Anamnese und klinischer Befund

Ein 77-jähriger Patient mit bekannter neovaskulärer altersabhängiger Makuladegeneration ([nAMD], Erstdiagnose und Initiierung einer Anti-vascular-endothelial-growth-factor[VEGF]-Therapie im Dezember 2013) stellte sich 3 Tage nach seiner zweiten intravitrealen Injektion mit Brolucizumab (IVB) (73 Tage nach der ersten IVB) notfallmäßig mit Schmerzen und Visusverschlechterung am rechten Auge in unserer Ambulanz vor.

Der Patient hatte in der Vergangenheit multiple intravitreale Injektionen am rechten Auge erhalten. Aufgrund der hohen, fast monatlichen Injektionsfrequenz war bei dem Patienten im April 2020 bei erneuten Aktivitätszeichen bei nAMD erstmalig eine IVB erfolgt (Abb. 1a, b), die eine gute Wirksamkeit zeigte (Abb. 1c). Bei der zuletzt durchgeführten Untersuchung 4 Wochen nach erster IVB zeigten sich eine komplette Regression der intra- und subneurosensorischen Flüssigkeit und ein Visus von 0,4. Hinweise auf eine intraokulare Entzündung oder eine okklusive retinale Vaskulitis ergaben sich zu diesem Zeitpunkt nicht, der Patient beklagte keinerlei Beschwerden.

Abb. 1
figure 1

a Fluoreszeinangiographie vor erstmaliger intravitrealer Brolucizumab-Injektion (IVB).

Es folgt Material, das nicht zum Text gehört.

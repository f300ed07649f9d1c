//! FEN-to-GameState parser.
//!
//! Builds fully-populated incremental state from a Forsyth-Edwards Notation
//! string, including piece lists, material, rights, clocks, the Zobrist key
//! and the check cache. Parsing is strict: anything that could not describe
//! a reachable-looking position is rejected before a state is returned.

use crate::chess_errors::{ChessError, ChessResult};
use crate::game_state::board_geometry::{
    rank_of, square_from_file_rank, A1, A8, E1, E8, H1, H8,
};
use crate::game_state::game_state::PIECE_LIST_CAPACITY;
use crate::game_state::{chess_types::*, game_state::GameState};
use crate::move_generation::legal_move_checks::{is_check, refresh_check_state};
use crate::search::zobrist::compute_zobrist_key;
use crate::utils::algebraic::algebraic_to_square;

const MAX_PAWNS_PER_SIDE: u8 = 8;

/// Officers each side starts with; anything above these came from a promotion.
const STARTING_OFFICERS: [(PieceKind, u8); 4] = [
    (PieceKind::Knight, 2),
    (PieceKind::Bishop, 2),
    (PieceKind::Rook, 2),
    (PieceKind::Queen, 1),
];

fn invalid(message: impl Into<String>) -> ChessError {
    ChessError::InvalidFen(message.into())
}

pub fn parse_fen(fen: &str) -> ChessResult<GameState> {
    let fields: Vec<&str> = fen.split_whitespace().collect();
    if fields.len() < 4 {
        return Err(invalid(format!(
            "expected at least 4 fields, found {}",
            fields.len()
        )));
    }
    if fields.len() > 6 {
        return Err(invalid("FEN has extra trailing fields"));
    }

    let mut game_state = GameState::new_empty();

    parse_board(fields[0], &mut game_state)?;
    game_state.side_to_move = parse_side_to_move(fields[1])?;
    game_state.castling_rights = parse_castling_rights(fields[2], &game_state)?;
    game_state.en_passant_square =
        parse_en_passant_square(fields[3], game_state.side_to_move)?;

    if let Some(halfmove_part) = fields.get(4) {
        game_state.halfmove_clock = halfmove_part
            .parse::<u16>()
            .map_err(|_| invalid(format!("invalid halfmove clock: {halfmove_part}")))?;
    }
    if let Some(fullmove_part) = fields.get(5) {
        game_state.fullmove_number = fullmove_part
            .parse::<u16>()
            .map_err(|_| invalid(format!("invalid fullmove number: {fullmove_part}")))?;
    }

    if is_check(&game_state, game_state.side_to_move.opposite()) {
        return Err(invalid("side not to move is in check"));
    }

    game_state.zobrist_key = compute_zobrist_key(&game_state);
    game_state
        .repetition_table
        .insert(game_state.zobrist_key, 1);
    refresh_check_state(&mut game_state);

    Ok(game_state)
}

fn parse_board(board_part: &str, game_state: &mut GameState) -> ChessResult<()> {
    let ranks: Vec<&str> = board_part.split('/').collect();
    if ranks.len() != 8 {
        return Err(invalid("board layout must contain 8 ranks"));
    }

    for (fen_rank_idx, rank_str) in ranks.iter().enumerate() {
        let board_rank = 7 - fen_rank_idx as u8;
        let mut file = 0u8;

        for ch in rank_str.chars() {
            if let Some(empty_count) = ch.to_digit(10) {
                if !(1..=8).contains(&empty_count) {
                    return Err(invalid(format!("invalid empty-square count '{ch}'")));
                }
                file += empty_count as u8;
                if file > 8 {
                    return Err(invalid("board rank has too many files"));
                }
                continue;
            }

            let piece = Piece::from_fen_char(ch)
                .ok_or_else(|| invalid(format!("invalid piece character '{ch}' in board layout")))?;

            if file >= 8 {
                return Err(invalid("board rank has too many files"));
            }
            if piece.kind() == PieceKind::Pawn && (board_rank == 0 || board_rank == 7) {
                return Err(invalid("pawn on the first or eighth rank"));
            }

            let limit = match piece.kind() {
                PieceKind::Pawn => MAX_PAWNS_PER_SIDE,
                PieceKind::King => 1,
                _ => PIECE_LIST_CAPACITY as u8,
            };
            if game_state.piece_count(piece) >= limit {
                return Err(invalid(format!("too many '{ch}' pieces")));
            }

            game_state.put_piece(piece, square_from_file_rank(file, board_rank));
            file += 1;
        }

        if file != 8 {
            return Err(invalid("board rank does not sum to 8 files"));
        }
    }

    for color in Color::BOTH {
        if game_state.piece_count(Piece::new(color, PieceKind::King)) != 1 {
            return Err(invalid(format!("{color:?} must have exactly one king")));
        }
        check_promotion_surplus(game_state, color)?;
    }

    Ok(())
}

/// Extra officers must be paid for by missing pawns. This also keeps every
/// position reachable from the board under the piece-list capacity.
fn check_promotion_surplus(game_state: &GameState, color: Color) -> ChessResult<()> {
    let surplus: u8 = STARTING_OFFICERS
        .iter()
        .map(|&(kind, start)| {
            game_state
                .piece_count(Piece::new(color, kind))
                .saturating_sub(start)
        })
        .sum();
    let pawns = game_state.piece_count(Piece::new(color, PieceKind::Pawn));

    if surplus > MAX_PAWNS_PER_SIDE - pawns {
        return Err(invalid(format!(
            "{color:?} has {surplus} promoted pieces but only {} missing pawns",
            MAX_PAWNS_PER_SIDE - pawns
        )));
    }
    Ok(())
}

fn parse_side_to_move(side_part: &str) -> ChessResult<Color> {
    match side_part {
        "w" => Ok(Color::White),
        "b" => Ok(Color::Black),
        _ => Err(invalid(format!("invalid side-to-move field: {side_part}"))),
    }
}

fn parse_castling_rights(castling_part: &str, game_state: &GameState) -> ChessResult<CastlingRights> {
    if castling_part == "-" {
        return Ok(0);
    }

    let mut rights: CastlingRights = 0;

    for ch in castling_part.chars() {
        let (right, color, king_home, rook_home) = match ch {
            'K' => (CASTLE_WHITE_KINGSIDE, Color::White, E1, H1),
            'Q' => (CASTLE_WHITE_QUEENSIDE, Color::White, E1, A1),
            'k' => (CASTLE_BLACK_KINGSIDE, Color::Black, E8, H8),
            'q' => (CASTLE_BLACK_QUEENSIDE, Color::Black, E8, A8),
            _ => return Err(invalid(format!("invalid castling rights character: {ch}"))),
        };

        if rights & right != 0 {
            return Err(invalid(format!("duplicated castling rights character: {ch}")));
        }
        if game_state.piece_on(king_home) != Some(Piece::new(color, PieceKind::King))
            || game_state.piece_on(rook_home) != Some(Piece::new(color, PieceKind::Rook))
        {
            return Err(invalid(format!(
                "castling right '{ch}' without king and rook on their home squares"
            )));
        }
        rights |= right;
    }

    Ok(rights)
}

fn parse_en_passant_square(en_passant_part: &str, side_to_move: Color) -> ChessResult<Option<Square>> {
    if en_passant_part == "-" {
        return Ok(None);
    }

    let square = algebraic_to_square(en_passant_part)
        .map_err(|_| invalid(format!("invalid en-passant square: {en_passant_part}")))?;
    let expected_rank = match side_to_move {
        Color::White => 5,
        Color::Black => 2,
    };
    if rank_of(square) != expected_rank {
        return Err(invalid(format!(
            "en-passant square {en_passant_part} is not on the expected rank"
        )));
    }

    Ok(Some(square))
}

#[cfg(test)]
mod tests {
    use super::parse_fen;
    use crate::chess_errors::ChessError;
    use crate::move_generation::perft::perft;
    use crate::game_state::chess_rules::STARTING_POSITION_FEN;
    use crate::game_state::chess_types::*;

    #[test]
    fn parse_starting_fen() {
        let game_state = parse_fen(STARTING_POSITION_FEN).expect("starting FEN should parse");

        assert_eq!(game_state.side_to_move, Color::White);
        assert_eq!(game_state.fullmove_number, 1);
        assert_eq!(game_state.halfmove_clock, 0);
        assert_eq!(game_state.castling_rights, CASTLE_ALL);
        assert_eq!(game_state.all_piece_count(), 32);
        assert_eq!(game_state.material_score, [4000, 4000]);
        assert!(!game_state.in_check);
        assert_eq!(game_state.repetition_table.get(&game_state.zobrist_key), Some(&1));
    }

    #[test]
    fn short_fens_default_the_clocks() {
        let four = parse_fen("4k3/8/8/8/8/8/8/4K3 b -  -").expect("4-field FEN should parse");
        assert_eq!(four.halfmove_clock, 0);
        assert_eq!(four.fullmove_number, 1);

        let five = parse_fen("4k3/8/8/8/8/8/8/4K3 w - - 17").expect("5-field FEN should parse");
        assert_eq!(five.halfmove_clock, 17);
        assert_eq!(five.fullmove_number, 1);
    }

    #[test]
    fn rejects_malformed_positions() {
        let bad = [
            "4k3/8/8/8/8/8/4K3 w - - 0 1",
            "4k3/8/8/8/8/8/8/4K2 w - - 0 1",
            "4k3/8/8/8/8/8/8/4K3x w - - 0 1",
            "4k3/8/8/8/8/8/8/8 w - - 0 1",
            "4k3/8/8/8/8/8/8/3KK3 w - - 0 1",
            "4k2P/8/8/8/8/8/8/4K3 w - - 0 1",
            "4k3/8/8/8/8/8/8/4K3 x - - 0 1",
            "4k3/8/8/8/8/8/8/4K3 w KK - 0 1",
            "4k3/8/8/8/8/8/8/4K3 w K - 0 1",
            "4k3/8/8/8/8/8/8/4K3 w - e3 0 1",
            "4k3/8/8/8/8/8/8/4K3 w - - x 1",
            "4k3/8/8/8/8/8/8/4K3 w - - 0 1 extra",
            "4k3/8/8/8/8/8/8/4R1K1 w - - 0 1",
            "4k3/8/8/8/8/8/8/4K3 w -",
        ];
        for fen in bad {
            assert!(
                matches!(parse_fen(fen), Err(ChessError::InvalidFen(_))),
                "{fen} should be rejected"
            );
        }
    }

    #[test]
    fn rejects_too_many_pawns() {
        assert!(parse_fen("4k3/8/8/8/8/P7/PPPPPPPP/4K3 w - - 0 1").is_err());
    }

    #[test]
    fn rejects_impossible_promotion_surplus() {
        // Ten rooks plus a pawn that could still promote to an eleventh.
        assert!(matches!(
            parse_fen("7k/2P5/8/8/8/8/RRRRR3/RRRRR1K1 w - - 0 1"),
            Err(ChessError::InvalidFen(_))
        ));
        // Three queens need two missing pawns; seven are on the board.
        assert!(parse_fen("4k3/8/8/8/8/8/PPPPPPP1/QQQ1K3 w - - 0 1").is_err());
    }

    #[test]
    fn accepts_promotions_paid_for_by_missing_pawns() {
        let game_state = parse_fen("4k3/8/8/8/8/8/PPPPPPP1/QQ2K3 w - - 0 1")
            .expect("one extra queen for one missing pawn should parse");
        assert_eq!(game_state.piece_count(Piece::new(Color::White, PieceKind::Queen)), 2);

        let mut rooks = parse_fen("6k1/8/8/8/8/8/RRRRR3/RRRRR1K1 b - - 0 1")
            .expect("ten rooks and no pawns should parse");
        assert!(perft(&mut rooks, 2).expect("perft should run") > 0);
    }
}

Es zeigt sich eine Leckage der bekannten makulären Neovaskularisation (Pfeilspitze). b Spektral-domain-optische Kohärenztomographie (SD-OCT) vor erstmaliger IVB mit Aktivitätszeichen in Form intraretinaler Flüssigkeit foveal und fibrovaskulärer Pigmentepithelabhebung. c SD-OCT 1 Monat nach erster IVB mit vollständiger Resorption der intraretinalen Flüssigkeit

Bei der notfallmäßigen Vorstellung betrug der bestkorrigierte Visus rechts 1/15 Metervisus, der intraokulare Druck war normoton. Spaltlampenbiomikroskopisch zeigten sich rechts Endothelbeschläge im Arlt-Dreieck und Zellen in der Vorderkammer. Weder eine Bindehautinjektion noch ein Hypopyon waren sichtbar. Fundoskopisch ergab sich ein reduzierter Einblick bei Glaskörperschlieren und -zellen; soweit einsehbar stellten sich eine randscharfe, vitale Papille, makulär eine vorbekannte Pigmentepithelabhebung und Pigmentepithelverschiebungen (Abb. 2a) sowie peripher der Verdacht auf retinale Okklusionen dar. Die 55°-Fluoreszeinangiographie (FLA) ergab perivaskuläre Leckagen, periphere Gefäßabbrüche und diffuse hyperfluoreszente Spots (Abb. 2b).

Abb. 2
figure 2

a Fundusaufnahme 2 Tage nach intravitrealer Brolucizumab-Injektion. Es zeigen sich deutliche Glaskörperschlieren, der Einblick ist eingeschränkt. b Die 55°-Fluoreszeinangiographie lässt perivaskuläre Leckagen (Pfeile), nicht perfundierte Areale (gestrichelte Linie) und vereinzelte Gefäßokklusionen (Pfeilspitzen) erkennen

Diagnose

Wir stellten die Diagnose einer intraokularen Entzündung mit okklusiver retinaler Vaskulitis nach IVB.

Therapie und Verlauf

Der Patient wurde stationär aufgenommen und eine systemische intravenöse (i.v.) Therapie mit Kortikosteroiden gewichtsadaptiert begonnen (Prednisolon 80 mg/Tag).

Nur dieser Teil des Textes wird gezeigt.